Top of Data extract
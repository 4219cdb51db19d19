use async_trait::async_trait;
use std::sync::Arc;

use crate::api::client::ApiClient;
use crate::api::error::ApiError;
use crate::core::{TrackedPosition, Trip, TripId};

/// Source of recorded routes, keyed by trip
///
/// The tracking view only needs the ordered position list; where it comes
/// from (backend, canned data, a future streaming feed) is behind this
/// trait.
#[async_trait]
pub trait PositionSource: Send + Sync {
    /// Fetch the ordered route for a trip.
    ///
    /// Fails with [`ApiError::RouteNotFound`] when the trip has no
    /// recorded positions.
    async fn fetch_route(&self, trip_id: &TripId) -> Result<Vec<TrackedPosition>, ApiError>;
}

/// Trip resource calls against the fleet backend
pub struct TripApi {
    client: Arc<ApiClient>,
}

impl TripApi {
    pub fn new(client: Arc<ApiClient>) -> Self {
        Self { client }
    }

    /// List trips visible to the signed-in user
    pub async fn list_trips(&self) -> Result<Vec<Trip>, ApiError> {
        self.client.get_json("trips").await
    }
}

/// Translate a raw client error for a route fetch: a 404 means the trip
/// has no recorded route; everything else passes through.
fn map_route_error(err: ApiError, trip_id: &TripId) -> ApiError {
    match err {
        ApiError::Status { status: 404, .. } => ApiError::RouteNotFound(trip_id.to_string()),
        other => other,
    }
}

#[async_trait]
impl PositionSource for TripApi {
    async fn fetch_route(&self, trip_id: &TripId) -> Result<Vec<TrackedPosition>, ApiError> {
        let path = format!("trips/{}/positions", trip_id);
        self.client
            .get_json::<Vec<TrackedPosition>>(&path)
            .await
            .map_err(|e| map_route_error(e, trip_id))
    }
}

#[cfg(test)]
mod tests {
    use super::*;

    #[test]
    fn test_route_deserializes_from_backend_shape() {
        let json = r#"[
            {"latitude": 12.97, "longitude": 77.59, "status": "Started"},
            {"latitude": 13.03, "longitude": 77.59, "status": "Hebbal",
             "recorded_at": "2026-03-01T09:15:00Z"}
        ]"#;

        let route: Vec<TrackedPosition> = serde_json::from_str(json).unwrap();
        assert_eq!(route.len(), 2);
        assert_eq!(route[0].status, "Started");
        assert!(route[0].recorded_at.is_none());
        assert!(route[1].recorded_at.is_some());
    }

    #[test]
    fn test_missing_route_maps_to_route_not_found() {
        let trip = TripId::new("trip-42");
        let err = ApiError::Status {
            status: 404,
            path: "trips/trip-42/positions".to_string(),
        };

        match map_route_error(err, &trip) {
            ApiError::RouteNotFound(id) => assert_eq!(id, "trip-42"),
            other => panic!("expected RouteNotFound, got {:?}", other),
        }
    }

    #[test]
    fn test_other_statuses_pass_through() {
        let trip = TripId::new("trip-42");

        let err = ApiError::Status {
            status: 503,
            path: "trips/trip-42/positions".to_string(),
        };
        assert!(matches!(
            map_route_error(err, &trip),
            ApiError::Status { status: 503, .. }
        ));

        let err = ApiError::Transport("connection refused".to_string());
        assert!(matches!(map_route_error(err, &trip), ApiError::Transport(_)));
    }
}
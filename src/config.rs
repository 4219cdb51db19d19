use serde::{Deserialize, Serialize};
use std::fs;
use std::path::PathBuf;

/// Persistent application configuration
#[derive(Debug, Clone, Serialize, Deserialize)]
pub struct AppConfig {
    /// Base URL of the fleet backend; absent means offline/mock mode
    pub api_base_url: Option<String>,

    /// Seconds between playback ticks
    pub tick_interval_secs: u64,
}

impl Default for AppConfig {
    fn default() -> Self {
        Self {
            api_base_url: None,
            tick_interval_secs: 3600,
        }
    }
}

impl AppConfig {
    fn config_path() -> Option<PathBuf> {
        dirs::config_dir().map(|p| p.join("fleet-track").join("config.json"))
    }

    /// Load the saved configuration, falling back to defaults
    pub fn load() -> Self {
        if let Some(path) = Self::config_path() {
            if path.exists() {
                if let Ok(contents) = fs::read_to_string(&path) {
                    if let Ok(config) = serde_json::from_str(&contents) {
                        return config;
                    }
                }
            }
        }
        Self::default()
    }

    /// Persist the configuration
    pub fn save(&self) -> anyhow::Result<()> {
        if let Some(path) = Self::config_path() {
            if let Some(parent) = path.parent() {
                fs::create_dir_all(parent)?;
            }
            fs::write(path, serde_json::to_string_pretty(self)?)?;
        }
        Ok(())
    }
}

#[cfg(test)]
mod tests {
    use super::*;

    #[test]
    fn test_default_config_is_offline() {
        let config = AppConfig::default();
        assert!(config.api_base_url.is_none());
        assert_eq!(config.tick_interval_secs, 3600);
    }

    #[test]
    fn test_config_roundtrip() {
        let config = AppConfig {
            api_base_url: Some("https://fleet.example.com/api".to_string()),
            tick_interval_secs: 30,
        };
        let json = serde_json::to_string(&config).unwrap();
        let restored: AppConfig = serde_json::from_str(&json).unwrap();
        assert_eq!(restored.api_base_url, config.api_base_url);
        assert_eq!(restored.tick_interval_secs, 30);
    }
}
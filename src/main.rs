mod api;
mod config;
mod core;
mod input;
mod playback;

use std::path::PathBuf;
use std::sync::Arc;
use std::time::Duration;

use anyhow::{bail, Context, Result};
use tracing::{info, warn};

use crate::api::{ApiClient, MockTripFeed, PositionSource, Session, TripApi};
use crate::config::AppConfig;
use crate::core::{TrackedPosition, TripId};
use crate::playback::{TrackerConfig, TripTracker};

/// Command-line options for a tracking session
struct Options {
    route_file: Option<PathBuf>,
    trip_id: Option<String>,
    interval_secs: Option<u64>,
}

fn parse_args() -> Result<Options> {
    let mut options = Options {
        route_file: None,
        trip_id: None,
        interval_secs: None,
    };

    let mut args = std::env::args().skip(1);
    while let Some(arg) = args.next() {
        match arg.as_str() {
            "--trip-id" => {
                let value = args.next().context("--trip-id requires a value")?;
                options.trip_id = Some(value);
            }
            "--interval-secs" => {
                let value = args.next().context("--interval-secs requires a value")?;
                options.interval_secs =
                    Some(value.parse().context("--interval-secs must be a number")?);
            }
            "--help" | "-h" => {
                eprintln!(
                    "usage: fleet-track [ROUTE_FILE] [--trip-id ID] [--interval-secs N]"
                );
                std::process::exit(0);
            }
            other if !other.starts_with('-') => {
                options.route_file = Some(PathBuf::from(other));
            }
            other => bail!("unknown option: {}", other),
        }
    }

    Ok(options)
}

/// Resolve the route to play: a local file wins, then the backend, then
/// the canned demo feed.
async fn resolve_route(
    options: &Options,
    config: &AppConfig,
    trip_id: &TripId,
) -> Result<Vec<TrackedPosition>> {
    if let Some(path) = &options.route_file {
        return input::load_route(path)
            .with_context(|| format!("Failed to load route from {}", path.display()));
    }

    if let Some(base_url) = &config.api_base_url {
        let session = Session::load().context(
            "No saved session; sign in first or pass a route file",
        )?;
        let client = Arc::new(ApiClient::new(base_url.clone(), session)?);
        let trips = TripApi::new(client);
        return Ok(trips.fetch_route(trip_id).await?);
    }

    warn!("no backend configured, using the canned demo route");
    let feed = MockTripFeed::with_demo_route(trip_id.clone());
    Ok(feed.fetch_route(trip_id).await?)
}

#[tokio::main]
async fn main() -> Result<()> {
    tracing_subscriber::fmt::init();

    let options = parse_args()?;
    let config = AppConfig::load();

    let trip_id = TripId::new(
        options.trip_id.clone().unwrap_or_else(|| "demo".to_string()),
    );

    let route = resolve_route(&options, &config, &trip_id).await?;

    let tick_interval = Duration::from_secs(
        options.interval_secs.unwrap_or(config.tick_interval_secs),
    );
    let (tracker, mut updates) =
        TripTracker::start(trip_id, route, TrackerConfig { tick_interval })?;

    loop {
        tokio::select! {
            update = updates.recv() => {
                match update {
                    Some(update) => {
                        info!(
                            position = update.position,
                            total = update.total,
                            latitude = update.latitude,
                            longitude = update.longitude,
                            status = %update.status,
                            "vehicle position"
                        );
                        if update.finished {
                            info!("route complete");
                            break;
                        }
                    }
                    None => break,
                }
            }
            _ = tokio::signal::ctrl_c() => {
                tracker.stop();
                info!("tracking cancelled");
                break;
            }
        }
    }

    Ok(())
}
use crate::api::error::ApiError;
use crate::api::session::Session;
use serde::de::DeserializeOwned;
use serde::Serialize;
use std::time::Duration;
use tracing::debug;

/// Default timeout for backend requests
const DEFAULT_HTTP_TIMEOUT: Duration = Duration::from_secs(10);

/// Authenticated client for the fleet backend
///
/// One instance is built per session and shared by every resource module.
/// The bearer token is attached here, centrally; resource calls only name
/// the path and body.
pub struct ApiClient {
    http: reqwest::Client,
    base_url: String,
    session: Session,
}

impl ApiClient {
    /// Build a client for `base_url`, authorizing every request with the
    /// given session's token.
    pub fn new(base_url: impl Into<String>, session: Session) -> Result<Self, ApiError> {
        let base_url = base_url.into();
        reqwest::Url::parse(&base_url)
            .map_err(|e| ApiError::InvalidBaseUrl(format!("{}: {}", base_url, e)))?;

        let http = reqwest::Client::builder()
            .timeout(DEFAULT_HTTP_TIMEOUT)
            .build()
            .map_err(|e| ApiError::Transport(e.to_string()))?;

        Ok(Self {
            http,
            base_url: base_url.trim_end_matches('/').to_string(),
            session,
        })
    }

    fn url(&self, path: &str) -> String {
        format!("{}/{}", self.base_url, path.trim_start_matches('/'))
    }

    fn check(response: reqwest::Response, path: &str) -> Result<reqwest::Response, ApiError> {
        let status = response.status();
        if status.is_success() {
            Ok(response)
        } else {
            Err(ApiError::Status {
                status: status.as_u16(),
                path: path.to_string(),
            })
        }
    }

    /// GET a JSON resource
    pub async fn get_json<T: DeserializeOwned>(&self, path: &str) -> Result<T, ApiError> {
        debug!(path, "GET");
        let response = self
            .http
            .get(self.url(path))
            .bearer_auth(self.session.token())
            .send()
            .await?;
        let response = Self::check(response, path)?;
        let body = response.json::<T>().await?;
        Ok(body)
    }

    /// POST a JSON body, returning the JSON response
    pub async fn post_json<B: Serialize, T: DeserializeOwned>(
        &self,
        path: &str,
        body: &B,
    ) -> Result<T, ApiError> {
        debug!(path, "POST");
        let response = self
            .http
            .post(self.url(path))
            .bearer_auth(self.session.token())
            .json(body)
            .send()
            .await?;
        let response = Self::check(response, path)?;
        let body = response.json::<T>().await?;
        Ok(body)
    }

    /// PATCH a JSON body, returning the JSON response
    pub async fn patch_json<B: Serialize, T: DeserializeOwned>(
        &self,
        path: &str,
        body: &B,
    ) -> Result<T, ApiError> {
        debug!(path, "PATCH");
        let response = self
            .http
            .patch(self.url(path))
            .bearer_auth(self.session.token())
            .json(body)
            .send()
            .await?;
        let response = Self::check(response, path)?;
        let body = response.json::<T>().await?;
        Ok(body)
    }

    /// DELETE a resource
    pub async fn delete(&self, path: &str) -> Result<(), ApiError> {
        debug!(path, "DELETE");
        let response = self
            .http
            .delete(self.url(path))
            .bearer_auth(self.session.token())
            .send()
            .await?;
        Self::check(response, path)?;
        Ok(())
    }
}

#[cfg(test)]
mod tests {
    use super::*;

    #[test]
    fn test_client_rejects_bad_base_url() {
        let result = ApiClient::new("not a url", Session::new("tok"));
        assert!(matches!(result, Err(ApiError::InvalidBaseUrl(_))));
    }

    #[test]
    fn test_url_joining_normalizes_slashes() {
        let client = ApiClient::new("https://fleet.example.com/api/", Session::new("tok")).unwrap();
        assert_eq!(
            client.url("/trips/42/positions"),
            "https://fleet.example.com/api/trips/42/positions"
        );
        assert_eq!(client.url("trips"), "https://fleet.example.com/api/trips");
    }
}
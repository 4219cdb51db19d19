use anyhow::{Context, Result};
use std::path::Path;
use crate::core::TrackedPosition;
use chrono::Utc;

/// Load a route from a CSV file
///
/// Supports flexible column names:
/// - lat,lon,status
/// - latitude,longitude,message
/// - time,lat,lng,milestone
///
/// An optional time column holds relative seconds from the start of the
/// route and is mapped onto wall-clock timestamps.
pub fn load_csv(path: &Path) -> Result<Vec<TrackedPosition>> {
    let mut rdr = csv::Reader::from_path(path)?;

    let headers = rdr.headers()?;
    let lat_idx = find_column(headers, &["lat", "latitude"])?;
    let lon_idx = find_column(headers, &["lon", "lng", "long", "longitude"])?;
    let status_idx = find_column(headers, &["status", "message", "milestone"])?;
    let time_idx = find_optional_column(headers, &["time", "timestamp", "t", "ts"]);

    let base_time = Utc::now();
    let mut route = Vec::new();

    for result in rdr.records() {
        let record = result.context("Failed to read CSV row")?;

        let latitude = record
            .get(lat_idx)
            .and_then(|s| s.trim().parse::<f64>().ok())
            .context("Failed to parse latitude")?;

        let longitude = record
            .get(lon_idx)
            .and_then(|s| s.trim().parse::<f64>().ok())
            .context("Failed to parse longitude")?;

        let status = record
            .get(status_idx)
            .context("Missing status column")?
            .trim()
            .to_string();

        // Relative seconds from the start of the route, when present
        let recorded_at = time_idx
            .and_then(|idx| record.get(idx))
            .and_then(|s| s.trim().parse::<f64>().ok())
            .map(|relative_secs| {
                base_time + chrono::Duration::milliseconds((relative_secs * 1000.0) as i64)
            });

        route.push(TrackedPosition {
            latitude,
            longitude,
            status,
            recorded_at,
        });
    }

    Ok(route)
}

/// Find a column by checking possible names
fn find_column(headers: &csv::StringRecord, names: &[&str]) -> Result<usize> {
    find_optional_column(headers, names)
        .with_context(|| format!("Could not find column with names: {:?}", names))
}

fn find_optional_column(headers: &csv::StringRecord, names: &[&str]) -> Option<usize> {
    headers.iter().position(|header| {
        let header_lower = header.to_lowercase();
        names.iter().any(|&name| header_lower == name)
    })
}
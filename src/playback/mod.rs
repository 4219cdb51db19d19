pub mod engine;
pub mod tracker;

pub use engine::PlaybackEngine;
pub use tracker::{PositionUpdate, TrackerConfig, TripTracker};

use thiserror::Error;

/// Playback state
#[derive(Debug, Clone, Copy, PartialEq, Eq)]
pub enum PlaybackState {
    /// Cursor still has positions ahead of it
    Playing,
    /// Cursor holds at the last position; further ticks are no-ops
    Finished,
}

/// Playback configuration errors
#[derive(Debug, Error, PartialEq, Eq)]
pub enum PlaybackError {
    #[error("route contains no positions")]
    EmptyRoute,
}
Bottom of Data extract
Where a line above includes "tokio", copy that line.

#[tokio::main]
        tokio::select! {
            _ = tokio::signal::ctrl_c() => {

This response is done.